Attention should be focused on patients with iliofemoral and caval deep vein thrombosis and the balance should always be struck between the risk of bleeding and the long-term risk of post thrombotic syndrome, writes Stephen Black.
Interest in interventional treatment for deep vein thrombosis patients has increased exponentially in the last few years with the realisation that the current gold standard treatment (using elasticated compression stockings) may offer no effective treatment against progression to post thrombotic syndrome. In particular, the publication of randomised trial data (CaVenT, T Enden and colleagues, The Lancet, 2012) and meta-analysis supporting the use of lysis with contrasting studies suggesting that current management (as reported by the Sox trial investigators, Kahn SR and colleagues, The Lancet, 2014) does not work, has contributed to rising interest in interventional treatment. However, despite this enthusiasm, it is important to improve patient selection and techniques as well as to generate data to ensure that we treat patients appropriately and achieve long-term results.
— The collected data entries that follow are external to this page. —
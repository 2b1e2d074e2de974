//! ワークフローランタイム
//!
//! # 責務
//!
//! このモジュールは、ワークフロー定義から各ステップを呼び出し可能にする `WorkflowRuntime` を提供します。
//! 実体化（スタブ検出 → アーカイブ → 生成 → 書き込み）とルーターを1つのオラクルで束ね、
//! 実行記録を [`RunSummary`] にまとめます。
//!
//! # 実行フロー
//!
//! 1. ワークフロー定義を読み込む
//! 2. プロバイダーレジストリからオラクルを解決する
//! 3. ステップを名前で呼び出す（必要なら実装を生成）
//! 4. 必要に応じてルーターで次のステップを選ぶ
//! 5. サマリーを出力する
//!
//! # 使用例
//!
//! ```rust,no_run
//! use autostep::config::Workflow;
//! use autostep::engine::{StepArgs, WorkflowRuntime};
//! use autostep::provider::ProviderRegistry;
//!
//! #[tokio::main]
//! async fn main() -> Result<(), Box<dyn std::error::Error>> {
//!     let workflow = Workflow::from_file("workflows/example.toml")?;
//!     let runtime = WorkflowRuntime::from_registry(workflow, &ProviderRegistry::with_defaults(), None)?;
//!
//!     let sum = runtime.call("add_numbers", &StepArgs::new().arg(3).arg(5)).await?;
//!     println!("add_numbers(3, 5) = {}", sum);
//!
//!     println!("{}", runtime.summary().to_json()?);
//!     Ok(())
//! }
//! ```

use std::path::PathBuf;
use std::sync::Arc;

use serde_json::Value;
use tracing::info;

use crate::config::Workflow;
use crate::error::{ProviderError, RouteError, StepError};
use crate::provider::{ChatOracle, ProviderRegistry};
use super::loader::{StepArgs, StepLoader};
use super::materializer::{MaterializedStep, Materializer};
use super::result::{RouteRecord, RunSummary, StepReport};
use super::router::{RouteDecision, RouteOptions, Router, WorkflowContext};
use super::store::{StepStore, VersionRecord};
use super::stub::needs_materialization;

/// ワークフローランタイム
pub struct WorkflowRuntime {
    workflow: Workflow,
    oracle: Arc<dyn ChatOracle>,
    materializer: Materializer,
}

impl WorkflowRuntime {
    /// ワークフローとオラクルからランタイムを生成
    ///
    /// ステップディレクトリと試行回数はワークフロー定義の値を使います。
    pub fn new(workflow: Workflow, oracle: Arc<dyn ChatOracle>) -> Self {
        let materializer = Materializer::new(
            workflow.name(),
            workflow.source(),
            StepStore::new(workflow.steps_dir()),
            oracle.clone(),
        )
        .with_max_attempts(workflow.max_attempts());

        Self {
            workflow,
            oracle,
            materializer,
        }
    }

    /// ワークフローの `provider` / `model` でレジストリからオラクルを解決して生成
    ///
    /// # エラー
    ///
    /// - [`ProviderError::UnsupportedProvider`] - 未登録のプロバイダー
    /// - [`ProviderError::MissingCredential`] - API キーが見つからない
    pub fn from_registry(
        workflow: Workflow,
        registry: &ProviderRegistry,
        api_key: Option<&str>,
    ) -> Result<Self, ProviderError> {
        let oracle = registry.resolve(workflow.provider(), api_key, workflow.model())?;
        info!(
            workflow = workflow.name(),
            provider = workflow.provider(),
            model = oracle.model(),
            "ランタイムを生成しました"
        );
        Ok(Self::new(workflow, oracle))
    }

    /// ステップディレクトリを差し替える
    pub fn with_steps_dir(mut self, steps_dir: impl Into<PathBuf>) -> Self {
        self.materializer = self.materializer.with_store(StepStore::new(steps_dir));
        self
    }

    pub fn with_loader(mut self, loader: Arc<dyn StepLoader>) -> Self {
        self.materializer = self.materializer.with_loader(loader);
        self
    }

    pub fn workflow(&self) -> &Workflow {
        &self.workflow
    }

    pub fn store(&self) -> &StepStore {
        self.materializer.store()
    }

    /// 宣言済みのステップを実体化付きで取得
    pub fn step(&self, name: &str) -> Result<MaterializedStep<'_>, StepError> {
        let spec = self
            .workflow
            .step(name)
            .ok_or_else(|| StepError::UnknownStep(name.to_string()))?;
        Ok(self.materializer.materialize(spec))
    }

    /// ステップを名前で呼び出す
    pub async fn call(&self, name: &str, args: &StepArgs) -> Result<Value, StepError> {
        self.step(name)?.call(args).await
    }

    /// このワークフローに紐づいたルーター
    pub fn router(&self) -> Router {
        Router::new(self.workflow.name(), self.oracle.clone())
    }

    /// ルーターで次のステップを選び、判定を記録する
    pub async fn route(
        &self,
        description: &str,
        options: &RouteOptions,
    ) -> Result<RouteDecision, RouteError> {
        let router = self.router();
        let context = WorkflowContext {
            name: self.workflow.name(),
            source: self.workflow.source(),
        };
        let decision = router.route(description, options, context).await?;

        self.materializer.with_context(|ctx| {
            ctx.record_route(RouteRecord {
                router: router.name().to_string(),
                chosen: decision.key().map(str::to_string),
                options: options.len(),
            })
        });
        Ok(decision)
    }

    /// 宣言済みの全ステップの実装状況
    pub fn check(&self) -> Result<Vec<StepReport>, StepError> {
        inspect_steps(&self.workflow, self.materializer.store())
    }

    /// ステップのアーカイブ履歴（バージョン昇順）
    pub fn history(&self, name: &str) -> Result<Vec<VersionRecord>, StepError> {
        step_history(&self.workflow, self.materializer.store(), name)
    }

    pub fn summary(&self) -> RunSummary {
        self.materializer.summary()
    }
}

/// オラクルを使わずに全ステップの実装状況を調べる
pub fn inspect_steps(workflow: &Workflow, store: &StepStore) -> Result<Vec<StepReport>, StepError> {
    workflow
        .steps()
        .iter()
        .map(|spec| -> Result<StepReport, StepError> {
            let path = store.canonical_path(spec.name());
            let stub = needs_materialization(&path).map_err(|source| StepError::Io {
                step: spec.name().to_string(),
                path,
                source,
            })?;
            Ok(StepReport {
                step: spec.name().to_string(),
                signature: spec.signature(),
                implemented: !stub,
                auto_implement: spec.auto_implement(),
                versions: step_history(workflow, store, spec.name())?.len(),
            })
        })
        .collect()
}

/// オラクルを使わずにステップのアーカイブ履歴を取得する
pub fn step_history(
    workflow: &Workflow,
    store: &StepStore,
    name: &str,
) -> Result<Vec<VersionRecord>, StepError> {
    if workflow.step(name).is_none() {
        return Err(StepError::UnknownStep(name.to_string()));
    }
    store.versions(name).map_err(|source| StepError::Io {
        step: name.to_string(),
        path: store.version_dir(),
        source,
    })
}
The question of which patient are candidates for revascularisation needs to be evaluated by considering the following aspects.
Challenging age-old nomenclature
It is, after all, all in the name. The nomenclature of venous conditions needs re-examining. The definition of the anatomical location of deep vein thrombosis has for a number of years been based on the concept of proximal (ie, above the confluence of the calf veins to form the popliteal vein at the knee) and distal (ie, thrombosis below this anatomical location). This classification has therefore lumped a broad spectrum of heterogeneous patients into a single group. It is clear that the patients who will benefit the most (and are at the highest risk of post thrombotic syndrome) are those in whom clot involves the major vessels from the level of the groin up. It is imperative therefore that in considering patients suitable for treatment we, as practitioners understand that we should be treating the iliofemoral and caval systems, not femoropopliteal thrombus.
As De Maeaesneer and colleagues pointed out in the European Journal of Vascular and Endovascular Surgery in March 2016, the term “proximal deep vein thrombosis” is outdated and should not be used. A substantial effort on behalf of venous enthusiasts to standardise nomenclature and outcome measures is needed to fully clarify those patients who should receive lysis.
Balance of risk and benefits
The conflict of whether to use lytics or not has principally been a debate over whether patients were at greater risk from suffering bleeding complications than they were of developing post thrombotic syndrome and its consequences. Bleeding complications in the published trials, meta-anlaysis and single centre experience have been reassuringly low and the potential risk reduction for the development of post thrombotic syndrome may be significant. Techniques for delivering lytic have improved (as well as the development of non-lytic, purely mechanical, devices), potentially reducing bleeding risk. The major trials (CaVenT, CAVA and ATTRACT) have published exclusion and inclusion criteria which serve as the basis for most decision making. These criteria are understandably narrow. In our experience a considered discussion tailored to each patient, based on the age of clot, chance of success and risk of post thrombotic syndrome as well as a full engagement with the patient in decision making, is appropriate.
Improvement in patient selection
Increasing worldwide experience will likely result in improved patient selection. This will involve not just identifying patients in whom the thrombus will lyse, but also improved decision making with regard to patients who will and will not require a stent. It is well-recognised that history is an unreliable predictor of clot age and attempting to lyse thrombus that has already aged will not work. This practice exposed patients to the unnecessary risk of lytics for a poor chance of success. Improvements in determining clot age using MR techniques may well improve patient selection and help to rationalise treatment to only those with thrombus that is likely to lyse.
You need a team
At Guy’s and St Thomas’ Hospital in London, UK, we are blessed with an exceptional team of colleagues from vascular surgery, interventional radiology and haematology. There is no doubt that it is impossible to achieve good results without an exceptional team from nursing staff to clinicians who need to be fully educated in treating this disease because attention to detail is paramount.
The strategy of early clot removal is undoubtedly gathering momentum with the publication of several supportive papers and the eagerly awaited results from the randomised controlled ATTRACT trial. Attention should be focused on patients with iliofemoral and caval deep vein thrombosis and the balance should always be struck between the risk of bleeding and the long-term risk of post thrombotic syndome. Our focus should be on ensuring how we as a community gather robust, standardised data to demonstrate sustained long-term improvement in patient outcomes to justify the early enthusiasm for lysis.
Stephen Black is a consultant vascular surgeon and clinical lead for Venous and Lymphoedema Surgery, Guy’s and St Thomas’ Hospital, London, UK. He is a consultant to Cook Medical, Medtronic, Veniti, Volcano and Optimed.